_Records for the task_
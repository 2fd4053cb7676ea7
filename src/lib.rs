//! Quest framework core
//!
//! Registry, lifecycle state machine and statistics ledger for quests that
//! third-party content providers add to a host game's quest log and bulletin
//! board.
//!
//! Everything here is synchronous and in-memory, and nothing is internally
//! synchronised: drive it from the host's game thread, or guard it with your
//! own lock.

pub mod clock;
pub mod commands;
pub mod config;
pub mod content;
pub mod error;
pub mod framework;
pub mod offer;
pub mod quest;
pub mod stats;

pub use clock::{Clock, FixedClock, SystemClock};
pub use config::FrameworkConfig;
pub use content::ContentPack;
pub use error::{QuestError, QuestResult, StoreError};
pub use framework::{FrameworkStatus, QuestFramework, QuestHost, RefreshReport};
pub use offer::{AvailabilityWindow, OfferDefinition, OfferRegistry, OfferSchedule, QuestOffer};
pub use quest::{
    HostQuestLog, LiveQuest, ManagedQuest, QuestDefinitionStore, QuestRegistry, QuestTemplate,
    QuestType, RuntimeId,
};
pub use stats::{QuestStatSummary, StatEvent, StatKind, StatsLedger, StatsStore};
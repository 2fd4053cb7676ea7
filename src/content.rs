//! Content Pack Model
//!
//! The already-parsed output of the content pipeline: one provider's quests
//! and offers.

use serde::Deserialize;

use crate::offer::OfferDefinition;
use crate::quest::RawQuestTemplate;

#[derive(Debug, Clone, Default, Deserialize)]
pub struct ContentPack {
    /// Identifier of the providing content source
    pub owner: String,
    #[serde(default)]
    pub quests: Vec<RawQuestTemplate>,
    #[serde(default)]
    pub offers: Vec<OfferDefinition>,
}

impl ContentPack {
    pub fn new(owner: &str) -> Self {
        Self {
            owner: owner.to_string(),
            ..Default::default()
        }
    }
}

_Task description_
Every entry above, from first to last, should be repeated exactly.

_Exercise result_
repository 2fd4053cb7676ea7
filename src/lib.rs
//! Quest framework core
//!
//! Registry, lifecycle state machine and statistics ledger for quests that
//! third-party content providers add to a host game's quest log and bulletin
//! board.
//!
//! Everything here is synchronous and in-memory, and nothing is internally
//! synchronised: drive it from the host's game thread, or guard it with your
//! own lock.

pub mod clock;
pub mod commands;
pub mod config;
pub mod content;
pub mod error;
pub mod framework;
pub mod offer;
pub mod quest;
pub mod stats;

pub use clock::{Clock, FixedClock, SystemClock};
pub use config::FrameworkConfig;
pub use content::ContentPack;
pub use error::{QuestError, QuestResult, StoreError};
pub use framework::{FrameworkStatus, QuestFramework, QuestHost, RefreshReport};
pub use offer::{AvailabilityWindow, OfferDefinition, OfferRegistry, OfferSchedule, QuestOffer};
pub use quest::{
    HostQuestLog, LiveQuest, ManagedQuest, QuestDefinitionStore, QuestRegistry, QuestTemplate,
    QuestType, RuntimeId,
};
pub use stats::{QuestStatSummary, StatEvent, StatKind, StatsLedger, StatsStore};
repository 2fd4053cb7676ea7
filename src/content.rs
//! Content Pack Model
//!
//! The already-parsed output of the content pipeline: one provider's quests
//! and offers.

use serde::Deserialize;

use crate::offer::OfferDefinition;
use crate::quest::RawQuestTemplate;

#[derive(Debug, Clone, Default, Deserialize)]
pub struct ContentPack {
    /// Identifier of the providing content source
    pub owner: String,
    #[serde(default)]
    pub quests: Vec<RawQuestTemplate>,
    #[serde(default)]
    pub offers: Vec<OfferDefinition>,
}

impl ContentPack {
    pub fn new(owner: &str) -> Self {
        Self {
            owner: owner.to_string(),
            ..Default::default()
        }
    }
}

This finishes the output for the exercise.